Alors que la situation s'aggravait, le propriétaire, qui semblait anxieux comme un arbre, s'est soudain mis à genoux et a confessé.
« Seigneur, j'ai péché à mourir ! J'essayais juste de les gronder un peu parce qu'ils continuaient à voler du pain et à gêner les ventes… »
« Quoi ? Tu les as battus comme ça ? »
Emelia a hurlé et a grondé le propriétaire de la boulangerie.
La fille était embarrassée et a commencé à pleurer.
« Houa ! »
Le propriétaire est devenu un peu amer.
Emelia a dit, calmant sa colère.
« Emmenez-le. »
« Oui ! »
Les gardes ont attrapé le propriétaire de la boulangerie et l'ont traîné.
Les gens rassemblés dans la rue ont cliqué de la langue et sont partis les uns après les autres.
Au bout d'un moment, il ne restait plus que moi, Lexion, Emelia et la fille.
Je me suis inquiétée pour la fille qui pleurait et j'ai demandé, en tendant un mouchoir.
« As-tu mangé ? »
Alors l'enfant a vigoureusement secoué la tête et s'est mouchée dans le mouchoir.
J'ai juste sorti le chocolat que Daisy m'avait apporté de ma poche et je le lui ai tendu.

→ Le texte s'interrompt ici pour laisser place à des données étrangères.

//! Static description of the local schema
//!
//! Entity tables store each record as a JSON document keyed by `id`. Secondary
//! indexes are expression indexes over `json_extract(data, '$.<field>')`.
//! Table and field names reach SQL only after being looked up here.

use crate::error::{Error, Result};

/// Reserved table holding pending mutations
pub const SYNC_QUEUE_TABLE: &str = "sync_queue";

/// Reserved table holding mutations that exhausted their retries
pub const DEAD_LETTER_TABLE: &str = "sync_dead_letter";

/// An entity table and its indexed JSON fields
#[derive(Debug, Clone, Copy, PartialEq, Eq)]
pub struct TableDef {
    pub name: &'static str,
    pub indexes: &'static [&'static str],
}

impl TableDef {
    pub fn has_index(&self, field: &str) -> bool {
        self.indexes.contains(&field)
    }

    /// Name of the expression index over `field`
    pub fn index_name(&self, field: &str) -> String {
        format!("idx_{}_{field}", self.name)
    }
}

/// Entity tables of the scheduling dashboard
pub const ENTITY_TABLES: &[TableDef] = &[
    TableDef {
        name: "agendamentos",
        indexes: &["cliente_id", "profissional_id", "servico_id", "status", "data"],
    },
    TableDef {
        name: "clientes",
        indexes: &["email", "telefone"],
    },
    TableDef {
        name: "profissionais",
        indexes: &["status"],
    },
    TableDef {
        name: "servicos",
        indexes: &["categoria"],
    },
];

/// Look up an entity table by name
pub fn table(name: &str) -> Result<&'static TableDef> {
    ENTITY_TABLES
        .iter()
        .find(|table| table.name == name)
        .ok_or_else(|| Error::UnknownTable(name.to_string()))
}

/// Look up an indexed field, returning the owning table
pub fn indexed_field(table_name: &str, field: &str) -> Result<&'static TableDef> {
    let table = table(table_name)?;
    if table.has_index(field) {
        Ok(table)
    } else {
        Err(Error::UnknownIndex {
            table: table_name.to_string(),
            field: field.to_string(),
        })
    }
}
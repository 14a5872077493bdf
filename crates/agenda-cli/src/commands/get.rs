use std::path::Path;

use crate::commands::common::{normalize_record_id, open_store};
use crate::error::CliError;

pub async fn run_get(table: &str, id: &str, db_path: &Path) -> Result<(), CliError> {
    let id = normalize_record_id(id)?;
    let store = open_store(db_path).await?;

    let Some(record) = store.get(table, &id).await? else {
        return Err(CliError::RecordNotFound {
            table: table.to_string(),
            id: id.to_string(),
        });
    };

    println!("{}", serde_json::to_string_pretty(&record.to_json())?);
    Ok(())
}
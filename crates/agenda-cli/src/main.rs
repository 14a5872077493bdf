//! Agenda CLI - drive the offline store and sync queue from a terminal
//!
//! Writes land locally first; `agenda sync` pushes them to the backend.

mod cli;
mod commands;
mod error;

use clap::Parser;
use tracing_subscriber::filter::Directive;

use crate::cli::{Cli, Commands};
use crate::commands::add::run_add;
use crate::commands::common::resolve_db_path;
use crate::commands::dead_letters::run_dead_letters;
use crate::commands::delete::run_delete;
use crate::commands::get::run_get;
use crate::commands::list::run_list;
use crate::commands::queue::run_queue;
use crate::commands::reset::run_reset;
use crate::commands::sync::run_sync;
use crate::commands::update::run_update;
use crate::error::CliError;

#[tokio::main]
async fn main() {
    if let Err(error) = run().await {
        eprintln!("Error: {error}");
        std::process::exit(1);
    }
}

async fn run() -> Result<(), CliError> {
    dotenvy::dotenv().ok();

    let mut filter = tracing_subscriber::EnvFilter::from_default_env();
    if let Ok(directive) = "agenda=info".parse::<Directive>() {
        filter = filter.add_directive(directive);
    }
    tracing_subscriber::fmt()
        .with_env_filter(filter)
        .with_writer(std::io::stderr)
        .init();

    let cli = Cli::parse();
    let db_path = resolve_db_path(cli.db_path)?;

    match cli.command {
        Commands::Add { table, json } => run_add(&table, &json, &db_path).await?,
        Commands::Update { table, json } => run_update(&table, &json, &db_path).await?,
        Commands::Get { table, id } => run_get(&table, &id, &db_path).await?,
        Commands::List {
            table,
            filter,
            json,
        } => run_list(&table, filter.as_deref(), json, &db_path).await?,
        Commands::Delete { table, id } => run_delete(&table, &id, &db_path).await?,
        Commands::Queue { json } => run_queue(json, &db_path).await?,
        Commands::DeadLetters { json } => run_dead_letters(json, &db_path).await?,
        Commands::Sync { watch, interval } => run_sync(watch, interval, &db_path).await?,
        Commands::Reset { yes } => run_reset(yes, &db_path).await?,
    }

    Ok(())
}
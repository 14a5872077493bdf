//! Database migrations

use crate::error::Result;
use libsql::Connection;

use super::schema::{DEAD_LETTER_TABLE, ENTITY_TABLES, SYNC_QUEUE_TABLE};

/// Current schema version
pub const CURRENT_VERSION: i32 = 4;

/// Run all pending migrations
pub async fn run(conn: &Connection) -> Result<()> {
    let version = get_version(conn).await?;

    if version < 1 {
        apply(conn, 1, &v1_statements()).await?;
    }
    if version < 2 {
        apply(conn, 2, &v2_statements()).await?;
    }
    if version < 3 {
        apply(conn, 3, &v3_statements()).await?;
    }
    if version < 4 {
        apply(conn, 4, &v4_statements()).await?;
    }

    Ok(())
}

/// Get the current schema version
pub async fn get_version(conn: &Connection) -> Result<i32> {
    let mut rows = conn
        .query(
            "SELECT EXISTS(SELECT 1 FROM sqlite_master WHERE type='table' AND name='schema_version')",
            (),
        )
        .await?;

    let exists: bool = if let Some(row) = rows.next().await? {
        row.get::<i32>(0)? != 0
    } else {
        false
    };

    if !exists {
        return Ok(0);
    }

    let mut rows = conn
        .query("SELECT COALESCE(MAX(version), 0) FROM schema_version", ())
        .await?;

    let version: i32 = if let Some(row) = rows.next().await? {
        row.get(0)?
    } else {
        0
    };

    Ok(version)
}

/// Version 1: schema version tracking, entity tables, sync queue
fn v1_statements() -> Vec<String> {
    let mut statements = vec!["CREATE TABLE IF NOT EXISTS schema_version (
            version INTEGER PRIMARY KEY
        )"
    .to_string()];

    statements.extend(ENTITY_TABLES.iter().map(|table| {
        format!(
            "CREATE TABLE IF NOT EXISTS {} (
                id TEXT PRIMARY KEY,
                data TEXT NOT NULL
            )",
            table.name
        )
    }));

    statements.push(format!(
        "CREATE TABLE IF NOT EXISTS {SYNC_QUEUE_TABLE} (
            id TEXT PRIMARY KEY,
            table_name TEXT NOT NULL,
            action TEXT NOT NULL CHECK (action IN ('create', 'update', 'delete')),
            payload TEXT NOT NULL,
            timestamp INTEGER NOT NULL,
            retries INTEGER NOT NULL DEFAULT 0
        )"
    ));

    statements
}

/// Version 2: secondary indexes for entity lookups and queue ordering
fn v2_statements() -> Vec<String> {
    let mut statements: Vec<String> = ENTITY_TABLES
        .iter()
        .flat_map(|table| {
            table.indexes.iter().map(move |field| {
                format!(
                    "CREATE INDEX IF NOT EXISTS {} ON {}(json_extract(data, '$.{field}'))",
                    table.index_name(field),
                    table.name
                )
            })
        })
        .collect();

    statements.push(format!(
        "CREATE INDEX IF NOT EXISTS idx_sync_queue_timestamp ON {SYNC_QUEUE_TABLE}(timestamp)"
    ));
    statements.push(format!(
        "CREATE INDEX IF NOT EXISTS idx_sync_queue_table ON {SYNC_QUEUE_TABLE}(table_name)"
    ));

    statements
}

/// Version 3: failure details on queued items and the dead-letter table
fn v3_statements() -> Vec<String> {
    vec![
        format!("ALTER TABLE {SYNC_QUEUE_TABLE} ADD COLUMN last_error TEXT"),
        format!(
            "CREATE TABLE IF NOT EXISTS {DEAD_LETTER_TABLE} (
                id TEXT PRIMARY KEY,
                table_name TEXT NOT NULL,
                action TEXT NOT NULL,
                payload TEXT NOT NULL,
                timestamp INTEGER NOT NULL,
                retries INTEGER NOT NULL,
                last_error TEXT,
                reason TEXT NOT NULL,
                dead_lettered_at INTEGER NOT NULL
            )"
        ),
        format!(
            "CREATE INDEX IF NOT EXISTS idx_sync_dead_letter_at ON {DEAD_LETTER_TABLE}(dead_lettered_at DESC)"
        ),
    ]
}

/// Version 4: mark queue rows a sync pass is dispatching
fn v4_statements() -> Vec<String> {
    vec![format!(
        "ALTER TABLE {SYNC_QUEUE_TABLE} ADD COLUMN claimed_at INTEGER"
    )]
}

/// Run one migration's statements and record its version atomically
async fn apply(conn: &Connection, version: i32, statements: &[String]) -> Result<()> {
    // libsql doesn't have execute_batch, so we run each statement separately
    conn.execute("BEGIN TRANSACTION", ()).await?;

    let record_version = format!("INSERT INTO schema_version (version) VALUES ({version})");
    let all = statements
        .iter()
        .map(String::as_str)
        .chain(std::iter::once(record_version.as_str()));

    for stmt in all {
        if let Err(e) = conn.execute(stmt, ()).await {
            conn.execute("ROLLBACK", ()).await.ok();
            return Err(e.into());
        }
    }

    if let Err(e) = conn.execute("COMMIT", ()).await {
        conn.execute("ROLLBACK", ()).await.ok();
        return Err(e.into());
    }

    tracing::info!("Migrated database to version {version}");
    Ok(())
}
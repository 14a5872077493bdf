use std::path::Path;

use crate::commands::common::{open_store, parse_record};
use crate::error::CliError;

pub async fn run_update(table: &str, json: &str, db_path: &Path) -> Result<(), CliError> {
    let record = parse_record(json)?;

    let store = open_store(db_path).await?;
    if store.get(table, &record.id).await?.is_none() {
        return Err(CliError::RecordNotFound {
            table: table.to_string(),
            id: record.id.to_string(),
        });
    }
    store.update_entity(table, &record).await?;

    println!("{}", record.id);
    Ok(())
}
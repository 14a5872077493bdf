use std::path::Path;

use crate::commands::common::open_store;
use crate::error::CliError;

pub async fn run_reset(confirmed: bool, db_path: &Path) -> Result<(), CliError> {
    if !confirmed {
        return Err(CliError::ResetNotConfirmed);
    }

    let store = open_store(db_path).await?;
    let discarded = store.pending_count().await?;
    store.clear_all().await?;

    if discarded > 0 {
        tracing::warn!(discarded, "Reset discarded unsynced mutations");
    }
    println!("Local data erased");
    Ok(())
}
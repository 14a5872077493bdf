use std::path::PathBuf;

use clap::{Parser, Subcommand};

#[derive(Debug, Parser)]
#[command(name = "agenda")]
#[command(about = "Offline-first agenda store with a background sync queue")]
#[command(version)]
pub struct Cli {
    #[command(subcommand)]
    pub command: Commands,

    /// Optional path to local database file
    #[arg(long, global = true, value_name = "PATH")]
    pub db_path: Option<PathBuf>,
}

#[derive(Debug, Subcommand)]
pub enum Commands {
    /// Create a record locally and queue it for sync
    #[command(alias = "new")]
    Add {
        /// Table name (agendamentos, clientes, profissionais, servicos)
        table: String,
        /// Record fields as a JSON object
        json: String,
    },
    /// Overwrite a record locally and queue the update
    Update {
        /// Table name
        table: String,
        /// Record as a JSON object, including its "id"
        json: String,
    },
    /// Show one record
    Get {
        /// Table name
        table: String,
        /// Record ID
        id: String,
    },
    /// List records of a table
    List {
        /// Table name
        table: String,
        /// Only records whose indexed field matches, e.g. status=confirmado
        #[arg(long = "where", value_name = "FIELD=VALUE")]
        filter: Option<String>,
        /// Output as JSON
        #[arg(long)]
        json: bool,
    },
    /// Delete a record locally and queue the delete
    Delete {
        /// Table name
        table: String,
        /// Record ID
        id: String,
    },
    /// Show mutations waiting to be synced
    Queue {
        /// Output as JSON
        #[arg(long)]
        json: bool,
    },
    /// Show mutations that gave up after too many failed attempts
    DeadLetters {
        /// Output as JSON
        #[arg(long)]
        json: bool,
    },
    /// Push queued mutations to the backend
    Sync {
        /// Keep running, syncing periodically and when the backend comes back
        #[arg(long)]
        watch: bool,
        /// Seconds between passes in watch mode (defaults to AGENDA_SYNC_INTERVAL_SECS)
        #[arg(long, value_name = "SECS", value_parser = clap::value_parser!(u64).range(1..))]
        interval: Option<u64>,
    },
    /// Erase all local records, queued mutations and dead letters
    Reset {
        /// Skip the confirmation check
        #[arg(long)]
        yes: bool,
    },
}
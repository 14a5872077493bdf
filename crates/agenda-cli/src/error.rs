use std::io;

use agenda_core::config::ConfigError;
use agenda_core::sync::HttpSetupError;
use thiserror::Error;

#[derive(Debug, Error)]
pub enum CliError {
    #[error(transparent)]
    Core(#[from] agenda_core::Error),
    #[error(transparent)]
    Io(#[from] io::Error),
    #[error(transparent)]
    Serialization(#[from] serde_json::Error),
    #[error("Configuration error: {0}")]
    Config(#[from] ConfigError),
    #[error("Remote setup error: {0}")]
    RemoteSetup(#[from] HttpSetupError),
    #[error("Record JSON must be an object, got: {0}")]
    NotAnObject(String),
    #[error("Record JSON must include an \"id\" to update")]
    MissingId,
    #[error("Record ID cannot be empty")]
    EmptyId,
    #[error("Filter must look like field=value, got: {0}")]
    InvalidFilter(String),
    #[error("Record not found in {table}: {id}")]
    RecordNotFound { table: String, id: String },
    #[error("Refusing to erase local data without --yes")]
    ResetNotConfirmed,
    #[error("Could not resolve a data directory; pass --db-path or set AGENDA_DB_PATH")]
    NoDataDir,
}
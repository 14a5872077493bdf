//! Database connection management

use crate::error::{Error, Result};
use libsql::{Builder, Connection, Database as LibSqlDatabase};
use std::fmt::Display;
use std::future::Future;
use std::path::Path;

use super::migrations;

/// Database wrapper for a local libSQL connection
pub struct Database {
    _db: LibSqlDatabase,
    conn: Connection,
}

impl Database {
    /// Open a local database at the given path, creating it if it doesn't exist
    ///
    /// Runs migrations automatically. Every failure, including a parent
    /// directory that cannot be created, is reported as
    /// [`Error::StorageUnavailable`].
    pub async fn open(path: impl AsRef<Path>) -> Result<Self> {
        let path = path.as_ref();
        if let Some(parent) = path.parent().filter(|p| !p.as_os_str().is_empty()) {
            std::fs::create_dir_all(parent).map_err(|error| {
                unavailable(format!("cannot create {}: {error}", parent.display()))
            })?;
        }

        Self::open_at(&path.to_string_lossy()).await
    }

    /// Open an in-memory database (useful for testing)
    pub async fn open_in_memory() -> Result<Self> {
        Self::open_at(":memory:").await
    }

    async fn open_at(location: &str) -> Result<Self> {
        let db = Builder::new_local(location)
            .build()
            .await
            .map_err(unavailable)?;
        let conn = db.connect().map_err(unavailable)?;

        let database = Self { _db: db, conn };
        database.configure().await.map_err(into_unavailable)?;
        database.migrate().await.map_err(into_unavailable)?;
        tracing::debug!("Opened local store at {location}");
        Ok(database)
    }

    /// Configure `SQLite` for optimal performance
    async fn configure(&self) -> Result<()> {
        // journal_mode is rejected for in-memory databases
        self.conn
            .execute("PRAGMA journal_mode = WAL;", ())
            .await
            .ok();
        self.conn
            .execute("PRAGMA synchronous = NORMAL;", ())
            .await
            .ok();
        self.conn.execute("PRAGMA foreign_keys = ON;", ()).await?;
        Ok(())
    }

    /// Run database migrations
    async fn migrate(&self) -> Result<()> {
        migrations::run(&self.conn).await
    }

    /// Get a reference to the underlying connection
    pub const fn connection(&self) -> &Connection {
        &self.conn
    }
}

/// Run `work` inside a transaction on `conn`, rolling back if it fails
pub(crate) async fn transaction<T>(
    conn: &Connection,
    work: impl Future<Output = Result<T>>,
) -> Result<T> {
    conn.execute("BEGIN IMMEDIATE", ()).await?;

    match work.await {
        Ok(value) => {
            if let Err(e) = conn.execute("COMMIT", ()).await {
                conn.execute("ROLLBACK", ()).await.ok();
                return Err(e.into());
            }
            Ok(value)
        }
        Err(error) => {
            conn.execute("ROLLBACK", ()).await.ok();
            Err(error)
        }
    }
}

fn unavailable(error: impl Display) -> Error {
    Error::StorageUnavailable(error.to_string())
}

fn into_unavailable(error: Error) -> Error {
    match error {
        Error::StorageUnavailable(_) => error,
        other => unavailable(other),
    }
}

#[cfg(test)]
mod tests {
    use super::*;
    use tempfile::tempdir;

    #[tokio::test(flavor = "multi_thread")]
    async fn test_open_in_memory() {
        let db = Database::open_in_memory().await.unwrap();
        let mut rows = db.connection().query("SELECT 1", ()).await.unwrap();
        let row = rows.next().await.unwrap().unwrap();
        assert_eq!(row.get::<i32>(0).unwrap(), 1);
    }

    #[tokio::test(flavor = "multi_thread")]
    async fn test_open_creates_parent_directories() {
        let tmp = tempdir().unwrap();
        let path = tmp.path().join("nested").join("agenda.db");

        Database::open(&path).await.unwrap();
        assert!(path.exists());
    }

    #[tokio::test(flavor = "multi_thread")]
    async fn test_open_reports_unusable_directory() {
        let tmp = tempdir().unwrap();
        let blocker = tmp.path().join("not-a-dir");
        std::fs::write(&blocker, b"file").unwrap();

        let result = Database::open(blocker.join("agenda.db")).await;
        assert!(matches!(result, Err(Error::StorageUnavailable(_))));
    }

    #[tokio::test(flavor = "multi_thread")]
    async fn test_open_reports_corrupt_file() {
        let tmp = tempdir().unwrap();
        let path = tmp.path().join("agenda.db");
        std::fs::write(&path, vec![0x5a_u8; 4096]).unwrap();

        let result = Database::open(&path).await;
        assert!(matches!(result, Err(Error::StorageUnavailable(_))));
    }
}
//! Error types for agenda-core

use thiserror::Error;

use crate::models::MutationId;

/// Result type alias using agenda-core's Error
pub type Result<T> = std::result::Result<T, Error>;

/// Errors that can occur in agenda-core operations
#[derive(Error, Debug)]
pub enum Error {
    /// The host has no usable persistent storage; fatal for the session
    #[error("Storage unavailable: {0}")]
    StorageUnavailable(String),

    /// A record with the same id already exists in the table
    #[error("Duplicate key in {table}: {id}")]
    DuplicateKey { table: String, id: String },

    /// A local write could not be queued for sync
    #[error("Failed to enqueue mutation {mutation_id}: {source}")]
    EnqueueFailure {
        mutation_id: MutationId,
        #[source]
        source: Box<Error>,
    },

    /// Table is not part of the local schema
    #[error("Unknown table: {0}")]
    UnknownTable(String),

    /// Field has no secondary index on the table
    #[error("No index on {table}.{field}")]
    UnknownIndex { table: String, field: String },

    /// Record not found
    #[error("Record not found: {0}")]
    NotFound(String),

    /// Invalid input
    #[error("Invalid input: {0}")]
    InvalidInput(String),

    /// Database error
    #[error("Database error: {0}")]
    Database(String),

    /// libSQL error
    #[error("libSQL error: {0}")]
    LibSql(#[from] libsql::Error),

    /// IO error
    #[error("IO error: {0}")]
    Io(#[from] std::io::Error),

    /// Serialization error
    #[error("Serialization error: {0}")]
    Serialization(#[from] serde_json::Error),
}
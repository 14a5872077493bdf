//! Sync configuration for client apps.
//!
//! Values come from the environment (after the binary loads `.env`) and fall
//! back to defaults suitable for a dashboard polling a nearby backend.

use std::fmt;
use std::time::Duration;

use serde::{Deserialize, Serialize};
use thiserror::Error;


const DEFAULT_SYNC_INTERVAL_SECS: u64 = 30;
const DEFAULT_REQUEST_TIMEOUT_SECS: u64 = 10;

pub const ENV_API_URL: &str = "AGENDA_API_URL";
pub const ENV_API_TOKEN: &str = "AGENDA_API_TOKEN";
pub const ENV_SYNC_INTERVAL_SECS: &str = "AGENDA_SYNC_INTERVAL_SECS";
pub const ENV_REQUEST_TIMEOUT_SECS: &str = "AGENDA_REQUEST_TIMEOUT_SECS";
pub const ENV_MAX_RETRIES: &str = "AGENDA_MAX_RETRIES";

#[derive(Debug, Error, PartialEq, Eq)]
pub enum ConfigError {
    #[error("{key} must be a positive integer, got '{value}'")]
    InvalidNumber { key: String, value: String },
    #[error("{key} must include http:// or https://")]
    InvalidUrl { key: String },
    #[error("{0} is not configured")]
    Missing(String),
}

pub type ConfigResult<T> = Result<T, ConfigError>;

/// Settings for the sync engine and its HTTP collaborator
#[derive(Clone, PartialEq, Eq, Serialize, Deserialize)]
pub struct SyncConfig {
    /// Backend base URL, without trailing slash
    #[serde(default)]
    pub remote_base_url: Option<String>,
    /// Bearer token sent with every dispatch
    #[serde(default)]
    pub auth_token: Option<String>,
    pub sync_interval_secs: u64,
    pub request_timeout_secs: u64,
    /// Dead-letter a mutation after this many failed dispatches; `None` retries forever
    #[serde(default)]
    pub max_retries: Option<u32>,
}

impl Default for SyncConfig {
    fn default() -> Self {
        Self {
            remote_base_url: None,
            auth_token: None,
            sync_interval_secs: DEFAULT_SYNC_INTERVAL_SECS,
            request_timeout_secs: DEFAULT_REQUEST_TIMEOUT_SECS,
            max_retries: None,
        }
    }
}

impl fmt::Debug for SyncConfig {
    fn fmt(&self, formatter: &mut fmt::Formatter<'_>) -> fmt::Result {
        formatter
            .debug_struct("SyncConfig")
            .field("remote_base_url", &self.remote_base_url)
            .field(
                "auth_token",
                &self.auth_token.as_ref().map(|_| "[REDACTED]"),
            )
            .field("sync_interval_secs", &self.sync_interval_secs)
            .field("request_timeout_secs", &self.request_timeout_secs)
            .field("max_retries", &self.max_retries)
            .finish()
    }
}

impl SyncConfig {
    /// Load from process environment variables
    pub fn from_env() -> ConfigResult<Self> {
        Self::from_lookup(|key| std::env::var(key).ok())
    }

    /// Load using `lookup` to resolve variable names
    pub fn from_lookup(lookup: impl Fn(&str) -> Option<String>) -> ConfigResult<Self> {
        let defaults = Self::default();

        let remote_base_url = non_empty(lookup(ENV_API_URL))
            .map(|url| normalize_base_url(&url, ENV_API_URL))
            .transpose()?;

        Ok(Self {
            remote_base_url,
            auth_token: non_empty(lookup(ENV_API_TOKEN)),
            sync_interval_secs: parse_positive(&lookup, ENV_SYNC_INTERVAL_SECS)?
                .unwrap_or(defaults.sync_interval_secs),
            request_timeout_secs: parse_positive(&lookup, ENV_REQUEST_TIMEOUT_SECS)?
                .unwrap_or(defaults.request_timeout_secs),
            max_retries: parse_positive(&lookup, ENV_MAX_RETRIES)?
                .map(|value| u32::try_from(value).unwrap_or(u32::MAX)),
        })
    }

    /// Set the remote base URL
    pub fn with_remote_base_url(mut self, url: &str) -> ConfigResult<Self> {
        self.remote_base_url = Some(normalize_base_url(url, "remote_base_url")?);
        Ok(self)
    }

    /// Set the periodic sync interval, rounded down to whole seconds (at least one)
    #[must_use]
    pub fn with_sync_interval(mut self, interval: Duration) -> Self {
        self.sync_interval_secs = interval.as_secs().max(1);
        self
    }

    /// Dead-letter mutations after `max_retries` failures
    #[must_use]
    pub const fn with_max_retries(mut self, max_retries: u32) -> Self {
        self.max_retries = Some(max_retries);
        self
    }

    pub const fn sync_interval(&self) -> Duration {
        Duration::from_secs(self.sync_interval_secs)
    }

    pub const fn request_timeout(&self) -> Duration {
        Duration::from_secs(self.request_timeout_secs)
    }

    /// Base URL or a `Missing` error naming the variable to set
    pub fn require_remote_base_url(&self) -> ConfigResult<&str> {
        self.remote_base_url
            .as_deref()
            .ok_or_else(|| ConfigError::Missing(ENV_API_URL.to_string()))
    }
}

/// Trimmed value, or `None` when unset or blank
fn non_empty(value: Option<String>) -> Option<String> {
    value
        .map(|value| value.trim().to_string())
        .filter(|value| !value.is_empty())
}

fn normalize_base_url(raw: &str, key: &str) -> ConfigResult<String> {
    let url = raw.trim();
    if url.starts_with("http://") || url.starts_with("https://") {
        Ok(url.trim_end_matches('/').to_string())
    } else {
        Err(ConfigError::InvalidUrl {
            key: key.to_string(),
        })
    }
}

fn parse_positive(lookup: &impl Fn(&str) -> Option<String>, key: &str) -> ConfigResult<Option<u64>> {
    let Some(raw) = non_empty(lookup(key)) else {
        return Ok(None);
    };

    match raw.parse::<u64>() {
        Ok(value) if value > 0 => Ok(Some(value)),
        _ => Err(ConfigError::InvalidNumber {
            key: key.to_string(),
            value: raw,
        }),
    }
}

#[cfg(test)]
mod tests {
    use super::*;
    use pretty_assertions::assert_eq;
    use std::collections::HashMap;

    fn lookup(pairs: &[(&str, &str)]) -> impl Fn(&str) -> Option<String> {
        let vars: HashMap<String, String> = pairs
            .iter()
            .map(|(key, value)| ((*key).to_string(), (*value).to_string()))
            .collect();
        move |key| vars.get(key).cloned()
    }

    #[test]
    fn defaults_when_environment_is_empty() {
        let config = SyncConfig::from_lookup(lookup(&[])).unwrap();
        assert_eq!(config, SyncConfig::default());
        assert_eq!(config.sync_interval(), Duration::from_secs(30));
        assert!(config.require_remote_base_url().is_err());
    }

    #[test]
    fn reads_and_normalizes_values() {
        let config = SyncConfig::from_lookup(lookup(&[
            (ENV_API_URL, " https://api.example.com/v1/ "),
            (ENV_API_TOKEN, "secret"),
            (ENV_SYNC_INTERVAL_SECS, "5"),
            (ENV_MAX_RETRIES, "8"),
        ]))
        .unwrap();

        assert_eq!(
            config.remote_base_url.as_deref(),
            Some("https://api.example.com/v1")
        );
        assert_eq!(config.auth_token.as_deref(), Some("secret"));
        assert_eq!(config.sync_interval_secs, 5);
        assert_eq!(config.request_timeout_secs, 10);
        assert_eq!(config.max_retries, Some(8));
    }

    #[test]
    fn rejects_invalid_values() {
        let error = SyncConfig::from_lookup(lookup(&[(ENV_API_URL, "api.example.com")])).unwrap_err();
        assert!(matches!(error, ConfigError::InvalidUrl { .. }));

        let error =
            SyncConfig::from_lookup(lookup(&[(ENV_SYNC_INTERVAL_SECS, "0")])).unwrap_err();
        assert!(matches!(error, ConfigError::InvalidNumber { .. }));

        let error = SyncConfig::from_lookup(lookup(&[(ENV_MAX_RETRIES, "many")])).unwrap_err();
        assert!(matches!(error, ConfigError::InvalidNumber { .. }));
    }

    #[test]
    fn blank_values_count_as_unset() {
        let config = SyncConfig::from_lookup(lookup(&[
            (ENV_API_URL, "   "),
            (ENV_API_TOKEN, ""),
            (ENV_MAX_RETRIES, " "),
        ]))
        .unwrap();
        assert_eq!(config, SyncConfig::default());
    }

    #[test]
    fn base_url_requires_http_scheme() {
        assert_eq!(
            normalize_base_url("http://localhost:8080/", "k").unwrap(),
            "http://localhost:8080"
        );
        assert!(normalize_base_url("ftp://example.com", "k").is_err());
    }

    #[test]
    fn sync_interval_override_never_drops_to_zero() {
        let config = SyncConfig::default().with_sync_interval(Duration::from_secs(7));
        assert_eq!(config.sync_interval(), Duration::from_secs(7));

        let config = SyncConfig::default().with_sync_interval(Duration::from_millis(200));
        assert_eq!(config.sync_interval(), Duration::from_secs(1));
    }

    #[test]
    fn debug_redacts_token() {
        let config = SyncConfig {
            auth_token: Some("secret".to_string()),
            ..SyncConfig::default()
        };
        let debug = format!("{config:?}");
        assert!(!debug.contains("secret"));
        assert!(debug.contains("[REDACTED]"));
    }
}
use std::path::Path;

use crate::commands::common::{normalize_record_id, open_store};
use crate::error::CliError;

pub async fn run_delete(table: &str, id: &str, db_path: &Path) -> Result<(), CliError> {
    let id = normalize_record_id(id)?;
    let store = open_store(db_path).await?;

    if store.get(table, &id).await?.is_none() {
        return Err(CliError::RecordNotFound {
            table: table.to_string(),
            id: id.to_string(),
        });
    }
    store.delete_entity(table, &id).await?;

    println!("{id}");
    Ok(())
}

L'enfant ne l'a pas accepté facilement puisqu'elle se souvenait qu'une fois, elle s'était fait avoir par le propriétaire de la boulangerie.
Bien qu'elle ait faim, elle avait peur de mourir en mangeant, donc c'était très triste qu'elle ne le reçoive pas volontiers.
« C'est délicieux. C'est bon. »
J'ai sorti un autre chocolat et je l'ai mangé pour montrer que c'était sans danger.
« Merci. »
Alors la fille s'est détendue et a oublié ses soucis.
Puis elle a cligné des yeux comme si le chocolat avait meilleur goût que prévu.
« En veux-tu encore ? »
L'enfant a hoché la tête à ma question, et j'ai pris tout le chocolat de ma poche et je l'ai mis dans sa main.
Elle ne les a pas tous mangés et en a mis quelques-uns dans sa poche.
Elle allait probablement les donner à une bande de mendiants.
« Où sont tes frères malades ? »
« Forêt de Carmel. »
« Y a-t-il un village là-bas ? »
« C'est juste assez pour échapper au froid dans une hutte. »
La fille a répondu d'une voix grave.
À ce moment-là, Lexion est venu comme s'il avait fini de parler avec Emelia.
« Titi, on y va. »
« Qu'alliez-vous faire ? »
« Emelia dit qu'elle enverra le médecin à l'endroit où sont ses frères. Je pense que ça va s'arranger. »
« Quel soulagement. »
J'ai redressé mon buste penché et j'ai agité la main vers la fille pour lui dire au revoir.
Alors Emelia m'a parlé.
« J'ai beaucoup entendu parler de toi. Je suis Emelia Brandt. »
« Ah, bonjour. Je suis Tiarozety Esol. »
« J'ai reçu un appel ce matin. Tu as accepté mon invitation au goûter. Ça a dû être un peu soudain, mais merci. »
« Merci de m'avoir invitée. »
Emelia a souri largement à ma réponse.
J'ai été surprise parce que c'était la première fois que je lui parlais avec un sourire comme ça.
« C'est le genre de personne qui a des fossettes quand elle sourit. »
Je voyais toujours son visage impassible, donc cette étrangeté n'était pas mauvaise.
À ce moment-là, Emelia m'a regardée, puis Lexion, tour à tour, et a marmonné.